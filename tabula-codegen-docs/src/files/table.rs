use serde::Serialize;
use tabula_codegen::View;

use super::{code, preamble, table};

/// One row of a table page.
#[derive(Debug, Clone, PartialEq, Eq, Serialize)]
pub struct ColumnRow {
    /// Database column name.
    pub name: String,
    /// lowerCamel name used by the code targets.
    pub field: String,
    /// Raw database type, e.g. `numeric(12,2)`.
    pub sql_type: String,
    /// Readable type, e.g. `decimal` or `list of text`.
    pub doc_type: String,
    /// Decorations such as `primary key` or `references user(id)`.
    pub attributes: Vec<String>,
    pub comment: String,
}

/// The `X.md` page for one table.
#[derive(Debug, Clone, PartialEq, Eq, Serialize)]
pub struct TableView {
    pub title: Option<String>,
    pub table_name: String,
    pub comment: String,
    pub columns: Vec<ColumnRow>,
}

const HEADERS: &[&str] = &[
    "Column",
    "Field",
    "Type",
    "SQL type",
    "Attributes",
    "Description",
];

impl View for TableView {
    const TEMPLATE: &'static str = "table";

    fn render_builtin(&self) -> String {
        let rows = self.columns.iter().map(|column| {
            vec![
                code(&column.name),
                code(&column.field),
                column.doc_type.clone(),
                code(&column.sql_type),
                column.attributes.join(", "),
                column.comment.clone(),
            ]
        });

        let builder = preamble(&self.table_name, self.title.as_deref())
            .when(!self.comment.is_empty(), |b| b.line(&self.comment).blank());
        table(builder, HEADERS, rows).build()
    }
}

——————————

## About this exercise:
Make sure that every entry above is copied out exactly as it stands.

## Output of the task:
filename tabula-codegen-docs/src/files/table.rs
use serde::Serialize;
use tabula_codegen::View;

use super::{code, preamble, table};

/// One row of a table page.
#[derive(Debug, Clone, PartialEq, Eq, Serialize)]
pub struct ColumnRow {
    /// Database column name.
    pub name: String,
    /// lowerCamel name used by the code targets.
    pub field: String,
    /// Raw database type, e.g. `numeric(12,2)`.
    pub sql_type: String,
    /// Readable type, e.g. `decimal` or `list of text`.
    pub doc_type: String,
    /// Decorations such as `primary key` or `references user(id)`.
    pub attributes: Vec<String>,
    pub comment: String,
}

/// The `X.md` page for one table.
#[derive(Debug, Clone, PartialEq, Eq, Serialize)]
pub struct TableView {
    pub title: Option<String>,
    pub table_name: String,
    pub comment: String,
    pub columns: Vec<ColumnRow>,
}

const HEADERS: &[&str] = &[
    "Column",
    "Field",
    "Type",
    "SQL type",
    "Attributes",
    "Description",
];

impl View for TableView {
    const TEMPLATE: &'static str = "table";

    fn render_builtin(&self) -> String {
        let rows = self.columns.iter().map(|column| {
            vec![
                code(&column.name),
                code(&column.field),
                column.doc_type.clone(),
                code(&column.sql_type),
                column.attributes.join(", "),
                column.comment.clone(),
            ]
        });

        let builder = preamble(&self.table_name, self.title.as_deref())
            .when(!self.comment.is_empty(), |b| b.line(&self.comment).blank());
        table(builder, HEADERS, rows).build()
    }
}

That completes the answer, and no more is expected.